Silva Ramos salienta, no entanto, que o decreto não atinge o âmbito eleitoral, uma vez que os pareceres da AGU não servem como anteparo de ações de cassação ou impedimento de candidatura na Justiça Eleitoral.

“Já no plano eleitoral, não há benefício. A Lei das Eleições prevê que fica proibida a distribuição gratuita de bens, valores ou benefícios por parte da administração, exceto nos casos de calamidade pública, de estado de emergência ou de programas sociais autorizados em lei.

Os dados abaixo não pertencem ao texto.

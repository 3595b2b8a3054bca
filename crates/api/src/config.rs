//! # API Configuration Module
//!
//! Loads configuration for the booking API server from environment
//! variables, with defaults where a value is optional.
//!
//! ## Environment Variables
//!
//! - `API_HOST`: host address to bind (default: "0.0.0.0")
//! - `API_PORT`: port to listen on (default: 3000)
//! - `DATABASE_URL`: PostgreSQL connection string (required)
//! - `LOG_LEVEL`: logging level (default: "info")
//! - `API_CORS_ORIGINS`: comma-separated list of allowed CORS origins
//! - `API_REQUEST_TIMEOUT_SECONDS`: request timeout (default: 30)
//! - `ADMIN_PASSWORD`: shared admin secret (required)
//! - `RESEND_API_KEY`: mail provider credential (optional; email degrades to
//!   a warning when absent)
//! - `RESEND_FROM_EMAIL`: from-address for outbound mail
//! - `AI_GATEWAY_API_KEY`: text-generation provider credential (optional)
//! - `SITE_BASE_URL`: public site base URL (drives the secure-cookie flag)
//! - `ENFORCE_CLASS_CAPACITY`: reject reservations for full classes
//!   (default: off, matching the historical behavior)

use eyre::{Result, WrapErr};
use std::env;
use tracing::Level;

/// Configuration for the booking API server.
#[derive(Debug, Clone)]
pub struct ApiConfig {
    /// Host address for the API server (e.g., "127.0.0.1", "0.0.0.0")
    pub host: String,

    /// Port for the API server to listen on
    pub port: u16,

    /// PostgreSQL database connection string
    pub database_url: String,

    /// Log level for the application
    pub log_level: Level,

    /// CORS allowed origins (optional)
    pub cors_origins: Option<Vec<String>>,

    /// Request timeout in seconds
    pub request_timeout: u64,

    /// Shared admin secret the session token is derived from
    pub admin_password: String,

    /// Mail provider API key (optional)
    pub resend_api_key: Option<String>,

    /// From-address for outbound mail
    pub resend_from_email: String,

    /// AI gateway API key for description drafting (optional)
    pub ai_gateway_api_key: Option<String>,

    /// Public site base URL
    pub site_base_url: String,

    /// When set, reservations use the capacity-checked conditional insert
    pub enforce_capacity: bool,
}

impl ApiConfig {
    /// Creates a new ApiConfig from environment variables.
    ///
    /// # Errors
    ///
    /// Returns an error if `DATABASE_URL` or `ADMIN_PASSWORD` is not set, or
    /// if `API_PORT` cannot be parsed as a u16.
    pub fn from_env() -> Result<Self> {
        // Network settings
        let host = env::var("API_HOST").unwrap_or_else(|_| "0.0.0.0".to_string());
        let port = env::var("API_PORT")
            .unwrap_or_else(|_| "3000".to_string())
            .parse()
            .wrap_err("Invalid API_PORT value")?;

        // Database settings
        let database_url = env::var("DATABASE_URL")
            .wrap_err("DATABASE_URL environment variable must be set")?;

        // Logging settings
        let log_level = match env::var("LOG_LEVEL")
            .unwrap_or_else(|_| "info".to_string())
            .as_str()
        {
            "trace" => Level::TRACE,
            "debug" => Level::DEBUG,
            "info" => Level::INFO,
            "warn" => Level::WARN,
            "error" => Level::ERROR,
            _ => Level::INFO,
        };

        // CORS settings
        let cors_origins = env::var("API_CORS_ORIGINS")
            .ok()
            .map(|origins| origins.split(',').map(|s| s.trim().to_string()).collect());

        // Performance settings
        let request_timeout = env::var("API_REQUEST_TIMEOUT_SECONDS")
            .unwrap_or_else(|_| "30".to_string())
            .parse()
            .unwrap_or(30);

        // Admin and provider credentials
        let admin_password = env::var("ADMIN_PASSWORD")
            .wrap_err("ADMIN_PASSWORD environment variable must be set")?;
        let resend_api_key = env::var("RESEND_API_KEY").ok().filter(|k| !k.is_empty());
        let resend_from_email = env::var("RESEND_FROM_EMAIL")
            .unwrap_or_else(|_| "onboarding@resend.dev".to_string());
        let ai_gateway_api_key = env::var("AI_GATEWAY_API_KEY")
            .ok()
            .filter(|k| !k.trim().is_empty());

        let site_base_url =
            env::var("SITE_BASE_URL").unwrap_or_else(|_| "http://localhost:3000".to_string());

        let enforce_capacity = env::var("ENFORCE_CLASS_CAPACITY")
            .map(|v| matches!(v.as_str(), "1" | "true" | "yes"))
            .unwrap_or(false);

        Ok(Self {
            host,
            port,
            database_url,
            log_level,
            cors_origins,
            request_timeout,
            admin_password,
            resend_api_key,
            resend_from_email,
            ai_gateway_api_key,
            site_base_url,
            enforce_capacity,
        })
    }

    /// Returns the server address as a string, e.g. "127.0.0.1:8080".
    pub fn server_addr(&self) -> String {
        format!("{}:{}", self.host, self.port)
    }

    /// Session cookies are marked secure whenever the public site is served
    /// over https.
    pub fn secure_cookies(&self) -> bool {
        self.site_base_url.starts_with("https://")
    }
}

Mesmo com um parecer da AGU, se a Justiça eleitoral entender que há abuso do poder político, pode haver sanções”, explica o professor.

De acordo com advogados especialista em administração pública e direito constitucional ouvidos pelo Estadão, a reorganização das estruturas do Poder Executivo e dos órgãos de aconselhamento jurídico do governo são uma prerrogativa da Presidência da República e, portanto, a mudança em si não incide em ilegalidades, apesar de feita em ano de eleições.

Pareceres sigilosos

Outro ponto sensível do decreto levantado pelo advogado Breno Vasconcelos, professor e pesquisador no Insper e na Fundação Getúlio Vargas (FGV-SP), é em relação ao sigilo imposto pela AGU em pareceres jurídicos feitos a pedido da Presidência da República.

Com experiência em pedidos de esclarecimentos via Lei de Acesso à Informação, Vasconcelos explica que o decreto que amplia as atribuições da AGU deve ser analisado em conjunto com o parecer interno de número 15 do órgão, de 2020.

O texto estabelece que pareceres relativos à constitucionalidade ou legalidade de atos normativos feitos pela AGU a pedido da Presidência da República são sigilosos e não estão sujeitos, por exemplo, à Lei de Acesso à Informação.

“Ainda que os ministérios e suas consultorias jurídicas tenham dúvidas sobre a conformação de atos normativos com as normas eleitorais ou fiscais, não poderão se pronunciar, pois isso caberá apenas ao AGU. Somando isso ao sigilo desses pareceres, cria-se uma espécie de silêncio interno, no governo federal e nos seus órgãos técnicos, quanto às ilegalidades ou inconstitucionalidades contidas em alguns atos normativos encaminhados à sanção presidencial”, diz Vasconcelos.